Seismic data are typically gathered using an array of detectors. In the case of marine data, hydrophones measure pressure fluctuations in the water caused by incoming seismic waves. Geophones measure vector quantities such as displacement, velocity or acceleration. In the case of marine data, a plurality of cables or streamers, which are spaced apart typically by about 100 metres, are towed behind a boat. Each cable has detectors spaced along the cable at intervals. In the case of land data, a geophone array is laid out on the ground with the geophones in an approximate grid formation. The detector array detects seismic signals from reverberations of a signal from a seismic source, such as an airgun for marine data. However, the detectors will not be exactly regularly spaced in the array. In particular, in the case of marine data, the cables drift and so spacing between the cables becomes irregular and changes the distances between the cables and the offsets of the detectors from the source. In Ocean Bottom (OBC or OBS) acquisition, a detector array is fixed on the sea bed. The source may be an airgun mounted on a boat.
Often, in the processing of seismic data it is necessary or desirable to spatially interpolate data. This may be because there are obstacles to the acquisition such as man made or topological obstacles in land data or structures such as an oil rig in marine data, or there may be gaps in the acquisition due to instrument failure. It also may be desirable to interpolate the data simply to decrease the sampling intervals for future processing steps and to increase the resolution. There are cost considerations and other practical considerations which limit the number of receivers which can be deployed in acquisition. In particular, in the acquisition of marine data, there is a practical limit to how closely spaced the cables or streamers may be without risk of entanglement. It therefore may be desirable to obtain extra lines of data intermediate between the streamers by interpolation.

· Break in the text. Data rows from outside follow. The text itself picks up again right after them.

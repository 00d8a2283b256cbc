//! Asus WMI hotkey daemon entry point.
//!
//! Resolves the devices, opens them, and runs the dispatcher until SIGINT or
//! SIGTERM.
//!
//! # Architecture
//!
//! ```text
//! main()
//!  └─ plan_startup()             -- listing, webcam, WMI node (no device opened)
//!  └─ WmiKeyboardHandle::open()  -- open + O_NONBLOCK + grab
//!  └─ VirtualKeyboard::create()  -- uinput device, 4 keys
//!  └─ EventDispatcher::run_until(poll_interval, shutdown_signal())
//!       ├─ 133 → camera toggle / Shift+Meta+R
//!       ├─ 134 → Shift+Meta+T
//!       └─ other → ignored
//! ```
//!
//! # Exit status
//!
//! `0` after a signal-initiated shutdown, `1` on any fatal startup failure or
//! if the grabbed device stops being readable.  In every case the dispatcher
//! (and with it the grab) is dropped before the process exits.

use std::process::ExitCode;

use anyhow::Context;
use tokio::signal::unix::{signal, SignalKind};
use tracing::{error, info, warn};
use tracing_subscriber::EnvFilter;

use wmi_keysd::application::dispatch::EventDispatcher;
use wmi_keysd::bootstrap::{exit_status, plan_startup, StartupError};
use wmi_keysd::infrastructure::{
    config::DaemonConfig, key_source::wmi_keyboard::WmiKeyboardHandle, locator::DeviceLocator,
    shortcut_sink::virtual_keyboard::VirtualKeyboard,
};

#[tokio::main(flavor = "current_thread")]
async fn main() -> ExitCode {
    // Initialise structured logging on stderr.  Level is overridden by `RUST_LOG`.
    tracing_subscriber::fmt()
        .with_writer(std::io::stderr)
        .with_env_filter(
            EnvFilter::try_from_default_env().unwrap_or_else(|_| EnvFilter::new("info")),
        )
        .init();

    info!("Asus WMI keys daemon starting");

    let outcome = run(DaemonConfig::from_env()).await;
    match &outcome {
        Ok(()) => info!("Asus WMI keys daemon stopped"),
        Err(e) => error!("{e:#}, exiting"),
    }
    ExitCode::from(exit_status(&outcome))
}

/// Runs the daemon until a shutdown signal.  Every owned device is dropped
/// (and the grab released) before this returns, on success and on error.
async fn run(config: DaemonConfig) -> anyhow::Result<()> {
    // ── Device resolution ─────────────────────────────────────────────────────
    let plan = plan_startup(&DeviceLocator::new(&config))?;

    // ── Open devices ──────────────────────────────────────────────────────────
    let keyboard =
        WmiKeyboardHandle::open(&plan.keyboard_node).map_err(StartupError::KeyboardUnavailable)?;
    let sink = VirtualKeyboard::create(&config.virtual_device_name)
        .map_err(StartupError::VirtualKeyboard)?;

    // ── Main loop ─────────────────────────────────────────────────────────────
    let mut dispatcher = EventDispatcher::new(keyboard, plan.camera, sink);
    info!(
        "ready (camera key {}), polling every {:?}",
        if dispatcher.camera().is_available() { "toggles webcam" } else { "sends Shift+Meta+R" },
        config.poll_interval
    );

    dispatcher
        .run_until(config.poll_interval, shutdown_signal())
        .await
        .context("WMI keyboard stopped delivering events")
}

/// Resolves on SIGINT or SIGTERM.
async fn shutdown_signal() {
    match signal(SignalKind::terminate()) {
        Ok(mut term) => {
            tokio::select! {
                _ = tokio::signal::ctrl_c() => {}
                _ = term.recv() => {}
            }
        }
        Err(e) => {
            warn!("cannot listen for SIGTERM: {e}");
            let _ = tokio::signal::ctrl_c().await;
        }
    }
    info!("shutdown signal received");
}
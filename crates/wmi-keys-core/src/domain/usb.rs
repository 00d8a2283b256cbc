//! USB identity and webcam location policy.
//!
//! # Why "exactly one"?
//!
//! The webcam is found by vendor/product id.  Two identical devices on the bus
//! (a docked external camera of the same model, say) would make the match
//! ambiguous, and toggling the wrong device is worse than not toggling at all.
//! So [`select_webcam`] only resolves a location when the match is unique.

use std::fmt;

/// USB vendor/product pair, stored as lowercase hex text.
#[derive(Debug, Clone, PartialEq, Eq, Hash)]
pub struct UsbIdentity {
    vendor_id: String,
    product_id: String,
}

impl UsbIdentity {
    /// Creates an identity, normalising both ids to trimmed lowercase.
    pub fn new(vendor_id: &str, product_id: &str) -> Self {
        Self {
            vendor_id: normalise(vendor_id),
            product_id: normalise(product_id),
        }
    }

    /// Parses the body of an `I:` listing line
    /// (`Bus=0003 Vendor=13d3 Product=56bb Version=2101`).
    ///
    /// Returns `None` if either `Vendor=` or `Product=` is missing or empty.
    pub fn from_identity_line(body: &str) -> Option<Self> {
        let mut vendor = None;
        let mut product = None;
        for token in body.split_whitespace() {
            match token.split_once('=') {
                Some(("Vendor", v)) if !v.is_empty() => vendor = Some(v),
                Some(("Product", p)) if !p.is_empty() => product = Some(p),
                _ => {}
            }
        }
        Some(Self::new(vendor?, product?))
    }

    pub fn vendor_id(&self) -> &str {
        &self.vendor_id
    }

    pub fn product_id(&self) -> &str {
        &self.product_id
    }

    /// Compares against the content of a sysfs `idVendor` file.
    pub fn matches_vendor(&self, id_vendor: &str) -> bool {
        normalise(id_vendor) == self.vendor_id
    }

    /// Compares against the content of a sysfs `idProduct` file.
    pub fn matches_product(&self, id_product: &str) -> bool {
        normalise(id_product) == self.product_id
    }
}

impl fmt::Display for UsbIdentity {
    fn fmt(&self, f: &mut fmt::Formatter<'_>) -> fmt::Result {
        write!(f, "{}:{}", self.vendor_id, self.product_id)
    }
}

fn normalise(id: &str) -> String {
    id.trim().to_ascii_lowercase()
}

/// Attributes read from one `/sys/bus/usb/devices/<id>` directory.
///
/// Interfaces and root hubs have no `idVendor`/`idProduct` files; those
/// fields are `None` and the entry never matches.
#[derive(Debug, Clone, PartialEq, Eq)]
pub struct UsbDeviceAttributes {
    /// Directory name, e.g. `1-5`.  This is the bus location id.
    pub bus_location_id: String,
    pub id_vendor: Option<String>,
    pub id_product: Option<String>,
}

/// Outcome of looking for a single device on the bus.
#[derive(Debug, Clone, PartialEq, Eq)]
pub enum UsbMatch<T> {
    /// Exactly one device matched.
    Unique(T),
    /// No device matched.
    NotFound,
    /// More than one device matched; the count is kept for the log line.
    Ambiguous(usize),
}

/// Picks the webcam's bus location out of the enumerated USB devices.
///
/// Devices are filtered by vendor first and then by product.  The result is
/// [`UsbMatch::Unique`] only when exactly one device survives both filters.
pub fn select_webcam(identity: &UsbIdentity, devices: &[UsbDeviceAttributes]) -> UsbMatch<String> {
    let by_vendor = devices.iter().filter(|d| {
        d.id_vendor
            .as_deref()
            .is_some_and(|v| identity.matches_vendor(v))
    });
    let mut matches: Vec<&UsbDeviceAttributes> = by_vendor
        .filter(|d| {
            d.id_product
                .as_deref()
                .is_some_and(|p| identity.matches_product(p))
        })
        .collect();

    match matches.len() {
        0 => UsbMatch::NotFound,
        1 => UsbMatch::Unique(matches.remove(0).bus_location_id.clone()),
        n => UsbMatch::Ambiguous(n),
    }
}

// ── Tests ─────────────────────────────────────────────────────────────────────
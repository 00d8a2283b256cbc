//! Camera power controller backed by the USB `bConfigurationValue` file.
//!
//! # How the toggle works
//!
//! `/sys/bus/usb/devices/<bus-id>/bConfigurationValue` holds the index of the
//! active USB configuration.  Writing `0` unconfigures the device, which drops
//! the UVC driver binding and powers the camera function down; writing `1`
//! brings it back.  The file is opened, written, flushed and closed on every
//! toggle so nothing holds it between key presses.
//!
//! The initial state is read once at construction.  After that the controller
//! only ever flips its own recorded state; it never re-reads the file.

pub mod mock;

use std::fs::{self, OpenOptions};
use std::io::Write;
use std::path::{Path, PathBuf};

use tracing::info;
use wmi_keys_core::{CameraUnavailable, WebcamDevice};

use crate::application::dispatch::{CameraError, CameraPower, CameraSupport};

/// File name of the USB configuration value attribute.
pub const CONFIGURATION_VALUE_FILE: &str = "bConfigurationValue";

/// Sysfs-backed [`CameraPower`].
#[derive(Debug)]
pub struct SysfsCameraPower {
    device: WebcamDevice,
    value_path: PathBuf,
}

impl SysfsCameraPower {
    /// Reads the webcam's current configuration value and builds the
    /// controller.
    ///
    /// Returns [`CameraSupport::Unavailable`] with
    /// [`CameraUnavailable::StateUnreadable`] if the file cannot be read; the
    /// camera key then behaves exactly as if no camera had been found.
    pub fn open(usb_devices_dir: &Path, bus_location_id: &str) -> CameraSupport<Self> {
        let value_path = usb_devices_dir
            .join(bus_location_id)
            .join(CONFIGURATION_VALUE_FILE);

        match fs::read_to_string(&value_path) {
            Ok(value) => {
                let device = WebcamDevice::from_configuration_value(bus_location_id, &value);
                info!(
                    "camera key enabled, webcam is {}",
                    if device.powered() { "on" } else { "off" }
                );
                CameraSupport::Available(Self { device, value_path })
            }
            Err(e) => {
                info!(
                    "could not read cam state from {}: {e}, disabling camera key",
                    value_path.display()
                );
                CameraSupport::Unavailable(CameraUnavailable::StateUnreadable(
                    bus_location_id.to_string(),
                ))
            }
        }
    }

    pub fn device(&self) -> &WebcamDevice {
        &self.device
    }
}

impl CameraPower for SysfsCameraPower {
    fn toggle(&mut self) -> Result<bool, CameraError> {
        let value = self.device.toggled_value();
        let to_error = |source| CameraError::Write {
            path: self.value_path.clone(),
            source,
        };

        let mut file = OpenOptions::new()
            .write(true)
            .truncate(true)
            .open(&self.value_path)
            .map_err(to_error)?;
        file.write_all(value.as_bytes()).map_err(to_error)?;
        file.flush().map_err(to_error)?;
        drop(file);

        self.device.commit_toggle();
        Ok(self.device.powered())
    }
}

// ── Tests ─────────────────────────────────────────────────────────────────────

#[cfg(test)]
mod tests {
    use super::*;
    use uuid::Uuid;

    fn usb_tree(bus_id: &str, value: Option<&str>) -> PathBuf {
        let root = std::env::temp_dir().join(format!("wmi_keys_camera_{}", Uuid::new_v4()));
        let dir = root.join(bus_id);
        fs::create_dir_all(&dir).unwrap();
        if let Some(v) = value {
            fs::write(dir.join(CONFIGURATION_VALUE_FILE), v).unwrap();
        }
        root
    }

    fn read_value(root: &Path, bus_id: &str) -> String {
        fs::read_to_string(root.join(bus_id).join(CONFIGURATION_VALUE_FILE)).unwrap()
    }

    #[test]
    fn test_open_reads_powered_state() {
        // Arrange
        let root = usb_tree("1-5", Some("1\n"));

        // Act
        let support = SysfsCameraPower::open(&root, "1-5");

        // Assert
        match support {
            CameraSupport::Available(cam) => assert!(cam.device().powered()),
            CameraSupport::Unavailable(r) => panic!("expected camera, got {r}"),
        }
        fs::remove_dir_all(root).ok();
    }

    #[test]
    fn test_open_unreadable_state_disables_camera() {
        let root = usb_tree("1-5", None);

        let support = SysfsCameraPower::open(&root, "1-5");

        assert!(matches!(
            support,
            CameraSupport::Unavailable(CameraUnavailable::StateUnreadable(ref bus)) if bus == "1-5"
        ));
        fs::remove_dir_all(root).ok();
    }

    #[test]
    fn test_two_toggles_restore_original_value() {
        // Arrange
        let root = usb_tree("1-5", Some("1\n"));
        let CameraSupport::Available(mut cam) = SysfsCameraPower::open(&root, "1-5") else {
            panic!("camera must be available");
        };

        // Act / Assert: first toggle powers off
        assert!(!cam.toggle().unwrap());
        assert_eq!(read_value(&root, "1-5"), "0");

        // Second toggle powers back on
        assert!(cam.toggle().unwrap());
        assert_eq!(read_value(&root, "1-5"), "1");
        fs::remove_dir_all(root).ok();
    }

    #[test]
    fn test_toggle_from_off_writes_one() {
        let root = usb_tree("1-5", Some("0\n"));
        let CameraSupport::Available(mut cam) = SysfsCameraPower::open(&root, "1-5") else {
            panic!("camera must be available");
        };

        assert!(cam.toggle().unwrap());
        assert_eq!(read_value(&root, "1-5"), "1");
        fs::remove_dir_all(root).ok();
    }

    #[test]
    fn test_failed_write_keeps_recorded_state() {
        // Arrange: camera readable at startup, device directory gone later
        let root = usb_tree("1-5", Some("1"));
        let CameraSupport::Available(mut cam) = SysfsCameraPower::open(&root, "1-5") else {
            panic!("camera must be available");
        };
        fs::remove_dir_all(&root).unwrap();

        // Act
        let result = cam.toggle();

        // Assert
        assert!(matches!(result, Err(CameraError::Write { .. })));
        assert!(cam.device().powered());
    }
}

It also may be desirable to simplify future processing steps to “regularise” data ie to take irregularly spaced data and interpolate to shift the data points to be regularly spaced.
Yen, J. L., (On Nonuniform Sampling of Bandwidth-Limited Signals, IRE Transactions on Circuit Theory 1956, 3, 251-257) discloses methods for interpolating non-uniformly sampled signals and in particular Yen's fourth theorem can be applied to the interpolation of seismic data. However, this method has its limitations due to aliasing. Chen, David Shi and Allebach, Jan P., 1987, “Analysis of Error in Reconstruction of Two-Dimensional Signals from Irregularly Spaced Samples”, IEEE Transactions on Acoustics, Speech and Signal Processing, 35, 173-180 discloses an extension to Yen's fourth theorem.
Recent developments, in marine acquisition record not only the pressure using hydrophones but also record particle velocity or acceleration in directions parallel to the surface.